Saved data entries:
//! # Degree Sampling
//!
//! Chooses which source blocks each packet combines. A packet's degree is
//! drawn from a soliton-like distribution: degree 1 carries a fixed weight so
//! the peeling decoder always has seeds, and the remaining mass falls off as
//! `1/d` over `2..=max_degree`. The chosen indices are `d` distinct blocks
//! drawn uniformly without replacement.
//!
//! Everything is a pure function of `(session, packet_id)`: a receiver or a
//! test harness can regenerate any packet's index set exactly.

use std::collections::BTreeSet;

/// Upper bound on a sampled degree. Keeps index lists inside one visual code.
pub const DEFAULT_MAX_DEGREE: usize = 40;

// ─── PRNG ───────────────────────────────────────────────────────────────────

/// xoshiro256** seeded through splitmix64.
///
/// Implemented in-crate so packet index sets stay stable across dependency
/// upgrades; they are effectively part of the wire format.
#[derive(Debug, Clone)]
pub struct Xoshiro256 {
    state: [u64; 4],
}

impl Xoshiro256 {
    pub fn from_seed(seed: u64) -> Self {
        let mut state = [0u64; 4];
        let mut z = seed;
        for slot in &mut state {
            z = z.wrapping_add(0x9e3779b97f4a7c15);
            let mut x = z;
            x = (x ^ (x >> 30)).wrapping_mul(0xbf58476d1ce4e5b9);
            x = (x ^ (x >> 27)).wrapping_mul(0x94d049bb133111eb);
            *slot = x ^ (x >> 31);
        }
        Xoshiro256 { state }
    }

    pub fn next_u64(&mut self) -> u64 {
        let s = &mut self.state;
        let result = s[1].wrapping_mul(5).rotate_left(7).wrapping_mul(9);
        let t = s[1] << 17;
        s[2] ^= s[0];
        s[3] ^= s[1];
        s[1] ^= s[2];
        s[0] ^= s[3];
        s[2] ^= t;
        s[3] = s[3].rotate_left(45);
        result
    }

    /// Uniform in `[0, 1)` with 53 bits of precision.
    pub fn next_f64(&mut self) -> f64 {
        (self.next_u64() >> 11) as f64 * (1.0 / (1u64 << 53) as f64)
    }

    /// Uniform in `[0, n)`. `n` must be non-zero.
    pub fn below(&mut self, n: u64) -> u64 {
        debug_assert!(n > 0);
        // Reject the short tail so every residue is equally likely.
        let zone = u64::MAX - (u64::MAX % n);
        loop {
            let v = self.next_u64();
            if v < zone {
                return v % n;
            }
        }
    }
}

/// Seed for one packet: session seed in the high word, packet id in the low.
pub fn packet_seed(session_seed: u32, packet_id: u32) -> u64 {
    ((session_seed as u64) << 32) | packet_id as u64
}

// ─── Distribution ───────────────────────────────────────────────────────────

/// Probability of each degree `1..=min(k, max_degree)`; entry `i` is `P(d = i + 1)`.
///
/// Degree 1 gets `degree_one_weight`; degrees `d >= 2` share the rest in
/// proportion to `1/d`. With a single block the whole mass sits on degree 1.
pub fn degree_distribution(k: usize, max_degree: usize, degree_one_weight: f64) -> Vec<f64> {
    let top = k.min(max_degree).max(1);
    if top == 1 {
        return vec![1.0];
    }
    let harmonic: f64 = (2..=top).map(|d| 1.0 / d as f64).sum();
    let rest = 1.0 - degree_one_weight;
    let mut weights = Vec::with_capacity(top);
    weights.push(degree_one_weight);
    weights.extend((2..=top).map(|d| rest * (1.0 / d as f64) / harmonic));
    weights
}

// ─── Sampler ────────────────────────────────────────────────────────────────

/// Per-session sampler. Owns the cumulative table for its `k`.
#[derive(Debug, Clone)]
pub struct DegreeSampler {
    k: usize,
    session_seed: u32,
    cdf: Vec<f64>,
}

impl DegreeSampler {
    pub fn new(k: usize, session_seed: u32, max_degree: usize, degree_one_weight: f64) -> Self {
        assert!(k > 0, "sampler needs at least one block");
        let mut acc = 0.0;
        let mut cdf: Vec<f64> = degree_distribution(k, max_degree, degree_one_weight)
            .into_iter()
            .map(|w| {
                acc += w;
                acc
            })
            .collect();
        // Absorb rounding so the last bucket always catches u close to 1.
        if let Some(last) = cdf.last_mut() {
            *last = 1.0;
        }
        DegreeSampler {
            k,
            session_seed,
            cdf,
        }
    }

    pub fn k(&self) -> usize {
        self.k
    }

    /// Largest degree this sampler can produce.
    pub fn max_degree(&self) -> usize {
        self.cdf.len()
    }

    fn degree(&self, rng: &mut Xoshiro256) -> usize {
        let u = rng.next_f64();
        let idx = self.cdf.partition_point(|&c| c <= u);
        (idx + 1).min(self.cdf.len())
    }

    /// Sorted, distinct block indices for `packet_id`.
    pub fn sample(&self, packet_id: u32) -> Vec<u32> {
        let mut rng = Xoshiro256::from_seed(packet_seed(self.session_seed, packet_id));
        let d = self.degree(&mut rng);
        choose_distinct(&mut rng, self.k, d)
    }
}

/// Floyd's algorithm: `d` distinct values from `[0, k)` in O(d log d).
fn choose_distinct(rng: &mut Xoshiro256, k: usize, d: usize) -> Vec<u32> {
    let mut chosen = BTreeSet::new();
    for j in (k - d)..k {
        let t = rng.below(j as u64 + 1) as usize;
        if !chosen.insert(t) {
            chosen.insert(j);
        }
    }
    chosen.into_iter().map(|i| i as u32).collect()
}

---

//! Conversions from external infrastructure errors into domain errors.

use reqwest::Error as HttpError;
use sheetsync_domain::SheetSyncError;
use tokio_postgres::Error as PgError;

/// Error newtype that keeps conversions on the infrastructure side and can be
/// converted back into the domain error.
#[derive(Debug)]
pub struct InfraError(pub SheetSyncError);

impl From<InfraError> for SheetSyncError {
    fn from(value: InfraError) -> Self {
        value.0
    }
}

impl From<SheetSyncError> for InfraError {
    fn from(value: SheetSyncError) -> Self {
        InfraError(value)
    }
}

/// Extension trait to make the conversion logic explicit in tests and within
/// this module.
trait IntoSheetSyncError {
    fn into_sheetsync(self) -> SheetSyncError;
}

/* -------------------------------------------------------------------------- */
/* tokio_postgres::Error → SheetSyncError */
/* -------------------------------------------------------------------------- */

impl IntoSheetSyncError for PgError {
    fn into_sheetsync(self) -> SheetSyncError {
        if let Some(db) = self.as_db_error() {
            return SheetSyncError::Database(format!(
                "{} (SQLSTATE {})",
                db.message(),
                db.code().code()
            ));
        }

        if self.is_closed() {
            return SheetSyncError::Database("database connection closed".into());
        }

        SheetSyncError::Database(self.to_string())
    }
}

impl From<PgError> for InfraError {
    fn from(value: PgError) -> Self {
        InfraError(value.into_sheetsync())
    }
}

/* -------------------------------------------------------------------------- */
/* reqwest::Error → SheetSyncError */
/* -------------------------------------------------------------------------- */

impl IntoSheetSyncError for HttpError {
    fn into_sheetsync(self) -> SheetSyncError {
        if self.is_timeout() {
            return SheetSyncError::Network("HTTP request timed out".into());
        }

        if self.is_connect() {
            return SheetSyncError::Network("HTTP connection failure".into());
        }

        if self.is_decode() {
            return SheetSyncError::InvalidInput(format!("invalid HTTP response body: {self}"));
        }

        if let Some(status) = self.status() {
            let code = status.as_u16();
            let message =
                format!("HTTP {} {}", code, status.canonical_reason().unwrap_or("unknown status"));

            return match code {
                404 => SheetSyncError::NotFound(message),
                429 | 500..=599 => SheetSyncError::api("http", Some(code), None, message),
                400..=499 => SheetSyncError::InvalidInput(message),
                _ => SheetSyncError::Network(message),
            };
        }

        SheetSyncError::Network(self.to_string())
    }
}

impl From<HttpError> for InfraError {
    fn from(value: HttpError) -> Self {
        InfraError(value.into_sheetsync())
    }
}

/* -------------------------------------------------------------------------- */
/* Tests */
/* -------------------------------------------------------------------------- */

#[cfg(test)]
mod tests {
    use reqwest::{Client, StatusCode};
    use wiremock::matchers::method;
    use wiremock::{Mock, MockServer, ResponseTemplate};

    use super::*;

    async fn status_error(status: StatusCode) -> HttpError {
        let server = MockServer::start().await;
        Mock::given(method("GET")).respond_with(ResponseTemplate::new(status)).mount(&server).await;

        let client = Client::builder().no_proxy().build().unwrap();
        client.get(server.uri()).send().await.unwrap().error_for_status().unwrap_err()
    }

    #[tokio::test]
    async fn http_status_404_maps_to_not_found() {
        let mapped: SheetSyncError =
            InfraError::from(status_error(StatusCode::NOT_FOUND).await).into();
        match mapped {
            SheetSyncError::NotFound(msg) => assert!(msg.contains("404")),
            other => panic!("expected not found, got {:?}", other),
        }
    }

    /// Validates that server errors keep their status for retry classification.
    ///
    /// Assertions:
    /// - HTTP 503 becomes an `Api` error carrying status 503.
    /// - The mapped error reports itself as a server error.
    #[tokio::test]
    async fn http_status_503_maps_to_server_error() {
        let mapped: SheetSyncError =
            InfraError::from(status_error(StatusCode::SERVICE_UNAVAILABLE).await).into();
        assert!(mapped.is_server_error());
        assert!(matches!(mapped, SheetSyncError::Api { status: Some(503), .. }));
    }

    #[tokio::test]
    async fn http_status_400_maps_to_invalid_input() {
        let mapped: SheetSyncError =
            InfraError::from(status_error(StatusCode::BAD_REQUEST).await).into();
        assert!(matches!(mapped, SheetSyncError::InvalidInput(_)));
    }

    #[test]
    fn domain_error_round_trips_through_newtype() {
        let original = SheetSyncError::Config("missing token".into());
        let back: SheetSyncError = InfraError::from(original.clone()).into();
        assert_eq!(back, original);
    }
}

Exercise description: Print exactly the lines above, between the one holding "# Degree Sampling" and the one holding "use std::collections::BTreeSet;", inclusive, and nothing besides.

Answer for the task:
//! # Degree Sampling
//!
//! Chooses which source blocks each packet combines. A packet's degree is
//! drawn from a soliton-like distribution: degree 1 carries a fixed weight so
//! the peeling decoder always has seeds, and the remaining mass falls off as
//! `1/d` over `2..=max_degree`. The chosen indices are `d` distinct blocks
//! drawn uniformly without replacement.
//!
//! Everything is a pure function of `(session, packet_id)`: a receiver or a
//! test harness can regenerate any packet's index set exactly.

use std::collections::BTreeSet;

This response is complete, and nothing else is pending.